So far this blog has a notorious reputation for almost never publishing the Part 2 of a blog post that I originally intend to write in parts. (Except the Letters from London. I suppose. Which aren't really serial-ish.) But the other day someone left a comment on old write up I put up. It was about a delightful week-long trip I went on to Colombo. The commentee wanted to know when I would write A Strait Apart - Part 2.
Chances are never. I don't think I remember enough of that trip anymore. Though I still have notes somewhere. On my old phone I think. So who knows.
But as providence would have it, someone who was on that trip with me suddenly sent me an email earlier today. The email had some picture attachments.

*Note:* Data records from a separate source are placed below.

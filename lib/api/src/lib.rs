//! # lexitag API
//!
//! HTTP hosting shell for lexitag. Every request carries its own upload, column
//! name and (optionally) dictionaries, so the server keeps no per-user state.
//!
//! | Method | Path | Body | Response |
//! |--------|------|------|----------|
//! | `GET` | `/dictionaries` | | default classifier dictionaries |
//! | `GET` | `/sentiment/dictionary` | | default sentiment words |
//! | `POST` | `/datasets/inspect` | multipart `file` | row count, columns, text columns |
//! | `POST` | `/sentiment` | multipart `file`, `column`, `dictionary?`, `label?` | annotated CSV |
//! | `POST` | `/classify` | multipart `file`, `column`, `dictionaries?` | annotated CSV |

pub mod rest;

pub use rest::{configure, AnalysisDefaults, RestApi};
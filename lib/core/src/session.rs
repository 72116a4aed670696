//! Caller-owned analysis session
//!
//! Bundles the dictionaries, the loaded dataset and the last result table.
//! Nothing here is global: each caller creates its own [`Session`], and a failed
//! load or analysis leaves every field exactly as it was.

use crate::batch::{apply_classifier, apply_scorer};
use crate::dictionary::{DictionarySet, SentimentDictionary};
use crate::table::Table;
use crate::{Error, Result};
use tracing::info;

#[derive(Debug, Clone, Default)]
pub struct Session {
    pub sentiment: SentimentDictionary,
    pub dictionaries: DictionarySet,
    dataset: Option<Table>,
    results: Option<Table>,
}

impl Session {
    /// A session with the built-in dictionaries and no dataset
    pub fn new() -> Self {
        Self::default()
    }

    /// Parse an uploaded CSV and make it the current dataset.
    ///
    /// The dataset must have at least one text column. Stale results are discarded
    /// only once the new dataset is accepted.
    pub fn load_dataset(&mut self, bytes: &[u8]) -> Result<&Table> {
        let table = Table::from_csv_bytes(bytes)?;
        table.require_text_columns()?;

        info!(
            rows = table.len(),
            columns = table.columns().len(),
            "Loaded dataset with {} rows and {} columns",
            table.len(),
            table.columns().len()
        );
        self.results = None;
        Ok(self.dataset.insert(table))
    }

    pub fn dataset(&self) -> Option<&Table> {
        self.dataset.as_ref()
    }

    pub fn results(&self) -> Option<&Table> {
        self.results.as_ref()
    }

    fn loaded(&self) -> Result<&Table> {
        self.dataset.as_ref().ok_or(Error::NoDataset)
    }

    /// Score the loaded dataset and keep the result
    pub fn analyze_sentiment(&mut self, column: &str) -> Result<&Table> {
        let results = apply_scorer(self.loaded()?, column, &self.sentiment)?;
        Ok(self.results.insert(results))
    }

    /// Classify the loaded dataset and keep the result
    pub fn classify(&mut self, column: &str) -> Result<&Table> {
        let results = apply_classifier(self.loaded()?, column, &self.dictionaries)?;
        Ok(self.results.insert(results))
    }

    pub fn set_sentiment_dictionary(&mut self, dictionary: SentimentDictionary) {
        self.sentiment = dictionary;
    }

    /// Replace the sentiment dictionary with one parsed from `term[,tag]` text
    pub fn load_sentiment_dictionary(&mut self, text: &str) -> &SentimentDictionary {
        self.sentiment = SentimentDictionary::parse(text);
        &self.sentiment
    }

    pub fn reset_sentiment_dictionary(&mut self) {
        self.sentiment = SentimentDictionary::default();
    }

    /// Add a classifier dictionary, replacing one of the same name
    pub fn add_dictionary(&mut self, name: &str, terms: &str) -> Result<()> {
        self.dictionaries.insert(name, terms)?;
        Ok(())
    }

    pub fn update_dictionary(&mut self, name: &str, terms: &str) -> Result<()> {
        self.dictionaries.update(name, terms)
    }

    pub fn reset_dictionaries(&mut self) {
        self.dictionaries.reset();
    }
}
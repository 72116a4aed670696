use thiserror::Error;

pub type Result<T> = std::result::Result<T, Error>;

#[derive(Error, Debug)]
pub enum Error {
    #[error("Error reading CSV: {0}")]
    Csv(String),

    #[error("Input is not valid UTF-8: {0}")]
    Encoding(String),

    #[error("No columns to parse from file")]
    EmptyDataset,

    #[error("No text columns found in the dataset")]
    NoTextColumns,

    #[error("Column not found: {0}")]
    ColumnNotFound(String),

    #[error("Invalid dictionary name: {0:?}")]
    InvalidDictionaryName(String),

    #[error("Dictionary not found: {0}")]
    DictionaryNotFound(String),

    #[error("Invalid column length: expected {expected}, got {actual}")]
    LengthMismatch { expected: usize, actual: usize },

    #[error("No dataset loaded")]
    NoDataset,

    #[error("IO error: {0}")]
    Io(#[from] std::io::Error),

    #[error("Serialization error: {0}")]
    Serialization(String),
}

impl From<csv::Error> for Error {
    fn from(error: csv::Error) -> Self {
        match error.kind() {
            csv::ErrorKind::Utf8 { pos, err } => {
                let line = pos.as_ref().map(|p| p.line()).unwrap_or(0);
                Error::Encoding(format!("line {}: {}", line, err))
            }
            _ => Error::Csv(error.to_string()),
        }
    }
}

impl From<serde_json::Error> for Error {
    fn from(error: serde_json::Error) -> Self {
        Error::Serialization(error.to_string())
    }
}
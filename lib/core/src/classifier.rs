//! Dictionary-match classification
//!
//! Every term of every dictionary is tested for substring containment in the
//! lowercased text. Dictionaries are independent; one text may match several.
//! Counts are distinct matched terms, not occurrences.

use crate::dictionary::{DictionarySet, TermSet};
use indexmap::IndexMap;
use serde::Serialize;

/// Separator used when matches are flattened into a single cell
pub const MATCH_SEPARATOR: &str = ", ";

/// Matches of one dictionary against one text
#[derive(Debug, Clone, Default, PartialEq, Eq, Serialize)]
pub struct ClassificationResult {
    pub count: usize,
    pub present: bool,
    pub matches: Vec<String>,
}

impl ClassificationResult {
    fn from_matches(matches: Vec<String>) -> Self {
        Self {
            count: matches.len(),
            present: !matches.is_empty(),
            matches,
        }
    }

    pub fn joined_matches(&self) -> String {
        self.matches.join(MATCH_SEPARATOR)
    }
}

/// Per-dictionary results, in the order of the [`DictionarySet`]
pub type Classification = IndexMap<String, ClassificationResult>;

fn match_terms(lowered: &str, terms: &TermSet) -> Vec<String> {
    terms
        .iter()
        .filter(|term| lowered.contains(term.as_str()))
        .cloned()
        .collect()
}

/// Classify one text against every dictionary. `None` yields no matches anywhere.
pub fn classify_text(text: Option<&str>, dictionaries: &DictionarySet) -> Classification {
    let lowered = text.map(str::to_lowercase);

    dictionaries
        .iter()
        .map(|(name, terms)| {
            let result = match &lowered {
                Some(lowered) => ClassificationResult::from_matches(match_terms(lowered, terms)),
                None => ClassificationResult::default(),
            };
            (name.to_string(), result)
        })
        .collect()
}

#[cfg(test)]
mod tests {
    use super::*;
    use crate::dictionary::{EXCLUSIVE_MARKETING, URGENCY_MARKETING};

    fn single(name: &str, terms: &str) -> DictionarySet {
        let mut set = DictionarySet::empty();
        set.insert(name, terms).unwrap();
        set
    }

    #[test]
    fn test_case_insensitive_substring() {
        let set = single("vip", "vip");
        let result = &classify_text(Some("Exclusive deal for VIP members"), &set)["vip"];
        assert_eq!(result.count, 1);
        assert!(result.present);
        assert_eq!(result.matches, vec!["vip"]);
    }

    #[test]
    fn test_substring_not_token() {
        let set = single("d", "limit");
        let result = &classify_text(Some("Unlimited refills"), &set)["d"];
        assert_eq!(result.count, 1);
    }

    #[test]
    fn test_counts_distinct_terms_not_occurrences() {
        let set = single("d", "hurry\nnow");
        let result = &classify_text(Some("hurry hurry hurry"), &set)["d"];
        assert_eq!(result.count, 1);
        assert_eq!(result.matches, vec!["hurry"]);
    }

    #[test]
    fn test_overlapping_terms_all_match() {
        let set = DictionarySet::default();
        let classification = classify_text(Some("Limited time offer - act now!"), &set);
        let urgency = &classification[URGENCY_MARKETING];

        let matched: TermSet = urgency.matches.iter().cloned().collect();
        let expected: TermSet = ["limited", "limited time", "act now"]
            .iter()
            .map(|s| s.to_string())
            .collect();
        assert_eq!(matched, expected);
        assert_eq!(urgency.count, 3);
        assert!(!classification[EXCLUSIVE_MARKETING].present);
    }

    #[test]
    fn test_text_may_match_several_dictionaries() {
        let set = DictionarySet::default();
        let classification = classify_text(Some("VIP early access - today only"), &set);
        assert!(classification[URGENCY_MARKETING].present);
        assert!(classification[EXCLUSIVE_MARKETING].present);
    }

    #[test]
    fn test_missing_text() {
        let set = DictionarySet::default();
        let classification = classify_text(None, &set);
        assert_eq!(classification.len(), 2);
        for result in classification.values() {
            assert_eq!(result, &ClassificationResult::default());
        }
    }

    #[test]
    fn test_present_iff_count() {
        let set = DictionarySet::default();
        let texts = ["", "hurry", "nothing here", "insider vip premium", "LAST CHANCE"];
        for text in texts {
            for result in classify_text(Some(text), &set).values() {
                assert_eq!(result.present, result.count > 0);
                assert_eq!(result.count, result.matches.len());
            }
        }
    }

    #[test]
    fn test_result_order_follows_dictionary_set() {
        let mut set = DictionarySet::empty();
        set.insert("zeta", "z").unwrap();
        set.insert("alpha", "a").unwrap();
        let names: Vec<String> = classify_text(Some("az"), &set).keys().cloned().collect();
        assert_eq!(names, vec!["zeta", "alpha"]);
    }

    #[test]
    fn test_joined_matches() {
        let set = single("d", "sale\nfree");
        let result = &classify_text(Some("free gift with every sale"), &set)["d"];
        assert_eq!(result.joined_matches(), "free, sale");
    }
}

I'd borrowed Maria's camera at the National Museum in Colombo after running out of space on my own.
But as with most of my trips, and almost all photos I take on such trips, I'd completely forgotten about them minutes after boarding the return flight to Chennai.
Maria, none too unforgetful herself, also never emailed them to me. Till today.
I'd like to post just one of them. The most interesting one.
The National Museum in Colombo is as good as any museum of such scale in India. When I visited, the place was over-run by local school groups. However because this is Sri Lanka, and even the kids here are given a glass of coconut arrack in the morning, things were still languid, humid and relaxed. In one room, near the entrance, there was a flat screen TV in one corner looping a DVD on Sri Lankan history. In the opposite corner a museum staffer sat at a wooden table and snored luxuriously. And no one seemed to be bothered by this. There was no embarrassment or sniggering.
Sri Lanka is that kind of country.
But there is plenty to look at in the Museum. Sri Lankan might be a small country that is only half as big as Tamil Nadu--and even then 40% of that is Arjuna Ranatunga. But they have great history, wonderful architecture and were mean engineers in their time.
So as I was floating from gallery to gallery I suddenly noticed, lined along one end of a connecting passage, a line of toilet-like things. All made of stone.
Some of them were easily recognizable as 'excretion stations'. Others looked slightly more bizarre:
I don't know about you. But the above toilet looks a little bit like the PWD contractor was trying to make the most of an extra window and his lowest bid.
But in fact that toilet was found in a Buddhist monastery. I was told that toilets like this were found inside dwellings for monks that were otherwise devoid of any ornamentation. The only element of their living space that had any decorative stonework was this toilet you see here. Why was this so?
Apparently at the time non-Monks on the island were spending vast sums of money building palaces and castles and such like. Monks, as you know, abhor such ostentation. (Which is why that fellow sold his Ferrari remember?)
In order to ridicule the luxury of non-Monk homes, and drive home that such things were evil, only monastery toilets had decorative carvings. The monks hated luxury so much... they crapped on it.
On the way out I walked through the TV room again.
This time a bunch of children were watching the screen. Behind them one of the parents sat at the wooden table. And snored luxuriously.
But that's ok. Sri Lanka is cool with that.